▶ _Work to be completed_
The answer must be an exact reproduction of all the entries.

▶ _Collected data_
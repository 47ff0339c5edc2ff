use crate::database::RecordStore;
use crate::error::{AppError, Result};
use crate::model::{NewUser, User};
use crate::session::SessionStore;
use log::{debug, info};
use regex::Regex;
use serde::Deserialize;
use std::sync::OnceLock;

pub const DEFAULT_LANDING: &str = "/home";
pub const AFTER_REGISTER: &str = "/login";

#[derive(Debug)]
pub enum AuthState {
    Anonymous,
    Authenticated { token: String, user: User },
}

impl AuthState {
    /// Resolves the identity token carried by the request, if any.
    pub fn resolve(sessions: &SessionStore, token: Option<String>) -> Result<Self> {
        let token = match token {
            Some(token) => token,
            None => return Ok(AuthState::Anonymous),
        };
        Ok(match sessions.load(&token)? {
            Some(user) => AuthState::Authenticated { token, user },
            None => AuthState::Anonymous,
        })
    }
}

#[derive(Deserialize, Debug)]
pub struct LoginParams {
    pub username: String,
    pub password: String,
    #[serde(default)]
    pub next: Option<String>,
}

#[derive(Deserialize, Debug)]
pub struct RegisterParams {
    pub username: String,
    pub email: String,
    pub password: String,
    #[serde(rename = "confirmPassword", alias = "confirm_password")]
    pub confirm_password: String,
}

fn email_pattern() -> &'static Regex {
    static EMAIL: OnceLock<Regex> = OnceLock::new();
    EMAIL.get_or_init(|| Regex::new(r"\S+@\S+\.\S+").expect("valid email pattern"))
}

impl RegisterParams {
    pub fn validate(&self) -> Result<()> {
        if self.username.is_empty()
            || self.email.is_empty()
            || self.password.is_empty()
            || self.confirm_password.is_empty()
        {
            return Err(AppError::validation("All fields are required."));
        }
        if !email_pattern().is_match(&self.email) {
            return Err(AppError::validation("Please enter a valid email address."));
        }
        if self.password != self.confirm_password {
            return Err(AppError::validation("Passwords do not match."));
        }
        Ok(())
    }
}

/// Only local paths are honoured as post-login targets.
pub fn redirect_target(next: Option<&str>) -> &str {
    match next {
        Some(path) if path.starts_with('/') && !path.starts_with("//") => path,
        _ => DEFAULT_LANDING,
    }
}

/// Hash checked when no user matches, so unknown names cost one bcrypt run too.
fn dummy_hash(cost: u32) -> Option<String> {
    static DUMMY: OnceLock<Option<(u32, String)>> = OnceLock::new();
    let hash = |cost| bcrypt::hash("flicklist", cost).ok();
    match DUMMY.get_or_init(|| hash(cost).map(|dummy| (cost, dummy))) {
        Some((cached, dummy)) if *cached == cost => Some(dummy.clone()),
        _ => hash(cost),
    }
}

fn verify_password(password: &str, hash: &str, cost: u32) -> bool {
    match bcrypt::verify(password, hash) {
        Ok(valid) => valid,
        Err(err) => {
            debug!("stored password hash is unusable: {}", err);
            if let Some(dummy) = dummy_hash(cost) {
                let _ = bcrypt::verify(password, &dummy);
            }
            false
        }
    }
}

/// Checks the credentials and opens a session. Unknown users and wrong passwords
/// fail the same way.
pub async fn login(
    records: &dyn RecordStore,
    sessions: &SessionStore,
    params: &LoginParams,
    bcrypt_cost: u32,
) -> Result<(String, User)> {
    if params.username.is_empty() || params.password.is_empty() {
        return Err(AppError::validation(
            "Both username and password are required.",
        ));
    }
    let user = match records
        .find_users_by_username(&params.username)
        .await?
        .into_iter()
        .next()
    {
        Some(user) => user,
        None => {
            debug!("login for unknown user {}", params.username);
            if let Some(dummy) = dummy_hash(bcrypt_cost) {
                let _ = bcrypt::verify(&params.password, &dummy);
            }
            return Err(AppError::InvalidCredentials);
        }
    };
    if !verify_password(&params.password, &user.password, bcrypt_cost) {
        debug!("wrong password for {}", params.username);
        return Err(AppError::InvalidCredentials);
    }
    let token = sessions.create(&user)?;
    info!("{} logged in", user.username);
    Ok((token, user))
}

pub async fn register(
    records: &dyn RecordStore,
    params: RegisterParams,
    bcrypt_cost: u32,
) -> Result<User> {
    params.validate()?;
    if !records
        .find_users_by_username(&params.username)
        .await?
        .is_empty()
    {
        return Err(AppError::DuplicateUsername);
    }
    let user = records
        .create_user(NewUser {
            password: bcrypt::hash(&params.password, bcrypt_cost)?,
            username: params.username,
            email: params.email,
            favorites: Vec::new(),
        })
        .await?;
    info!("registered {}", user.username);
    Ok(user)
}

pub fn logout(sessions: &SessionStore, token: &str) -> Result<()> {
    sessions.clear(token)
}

▶ _Task answer_
repository 47ff0339c5edc2ff
use crate::database::RecordStore;
use crate::error::{AppError, Result};
use crate::model::{NewUser, User};
use crate::session::SessionStore;
use log::{debug, info};
use regex::Regex;
use serde::Deserialize;
use std::sync::OnceLock;

pub const DEFAULT_LANDING: &str = "/home";
pub const AFTER_REGISTER: &str = "/login";

#[derive(Debug)]
pub enum AuthState {
    Anonymous,
    Authenticated { token: String, user: User },
}

impl AuthState {
    /// Resolves the identity token carried by the request, if any.
    pub fn resolve(sessions: &SessionStore, token: Option<String>) -> Result<Self> {
        let token = match token {
            Some(token) => token,
            None => return Ok(AuthState::Anonymous),
        };
        Ok(match sessions.load(&token)? {
            Some(user) => AuthState::Authenticated { token, user },
            None => AuthState::Anonymous,
        })
    }
}

#[derive(Deserialize, Debug)]
pub struct LoginParams {
    pub username: String,
    pub password: String,
    #[serde(default)]
    pub next: Option<String>,
}

#[derive(Deserialize, Debug)]
pub struct RegisterParams {
    pub username: String,
    pub email: String,
    pub password: String,
    #[serde(rename = "confirmPassword", alias = "confirm_password")]
    pub confirm_password: String,
}

fn email_pattern() -> &'static Regex {
    static EMAIL: OnceLock<Regex> = OnceLock::new();
    EMAIL.get_or_init(|| Regex::new(r"\S+@\S+\.\S+").expect("valid email pattern"))
}

impl RegisterParams {
    pub fn validate(&self) -> Result<()> {
        if self.username.is_empty()
            || self.email.is_empty()
            || self.password.is_empty()
            || self.confirm_password.is_empty()
        {
            return Err(AppError::validation("All fields are required."));
        }
        if !email_pattern().is_match(&self.email) {
            return Err(AppError::validation("Please enter a valid email address."));
        }
        if self.password != self.confirm_password {
            return Err(AppError::validation("Passwords do not match."));
        }
        Ok(())
    }
}

/// Only local paths are honoured as post-login targets.
pub fn redirect_target(next: Option<&str>) -> &str {
    match next {
        Some(path) if path.starts_with('/') && !path.starts_with("//") => path,
        _ => DEFAULT_LANDING,
    }
}

/// Hash checked when no user matches, so unknown names cost one bcrypt run too.
fn dummy_hash(cost: u32) -> Option<String> {
    static DUMMY: OnceLock<Option<(u32, String)>> = OnceLock::new();
    let hash = |cost| bcrypt::hash("flicklist", cost).ok();
    match DUMMY.get_or_init(|| hash(cost).map(|dummy| (cost, dummy))) {
        Some((cached, dummy)) if *cached == cost => Some(dummy.clone()),
        _ => hash(cost),
    }
}

fn verify_password(password: &str, hash: &str, cost: u32) -> bool {
    match bcrypt::verify(password, hash) {
        Ok(valid) => valid,
        Err(err) => {
            debug!("stored password hash is unusable: {}", err);
            if let Some(dummy) = dummy_hash(cost) {
                let _ = bcrypt::verify(password, &dummy);
            }
            false
        }
    }
}

/// Checks the credentials and opens a session. Unknown users and wrong passwords
/// fail the same way.
pub async fn login(
    records: &dyn RecordStore,
    sessions: &SessionStore,
    params: &LoginParams,
    bcrypt_cost: u32,
) -> Result<(String, User)> {
    if params.username.is_empty() || params.password.is_empty() {
        return Err(AppError::validation(
            "Both username and password are required.",
        ));
    }
    let user = match records
        .find_users_by_username(&params.username)
        .await?
        .into_iter()
        .next()
    {
        Some(user) => user,
        None => {
            debug!("login for unknown user {}", params.username);
            if let Some(dummy) = dummy_hash(bcrypt_cost) {
                let _ = bcrypt::verify(&params.password, &dummy);
            }
            return Err(AppError::InvalidCredentials);
        }
    };
    if !verify_password(&params.password, &user.password, bcrypt_cost) {
        debug!("wrong password for {}", params.username);
        return Err(AppError::InvalidCredentials);
    }
    let token = sessions.create(&user)?;
    info!("{} logged in", user.username);
    Ok((token, user))
}

pub async fn register(
    records: &dyn RecordStore,
    params: RegisterParams,
    bcrypt_cost: u32,
) -> Result<User> {
    params.validate()?;
    if !records
        .find_users_by_username(&params.username)
        .await?
        .is_empty()
    {
        return Err(AppError::DuplicateUsername);
    }
    let user = records
        .create_user(NewUser {
            password: bcrypt::hash(&params.password, bcrypt_cost)?,
            username: params.username,
            email: params.email,
            favorites: Vec::new(),
        })
        .await?;
    info!("registered {}", user.username);
    Ok(user)
}

pub fn logout(sessions: &SessionStore, token: &str) -> Result<()> {
    sessions.clear(token)
}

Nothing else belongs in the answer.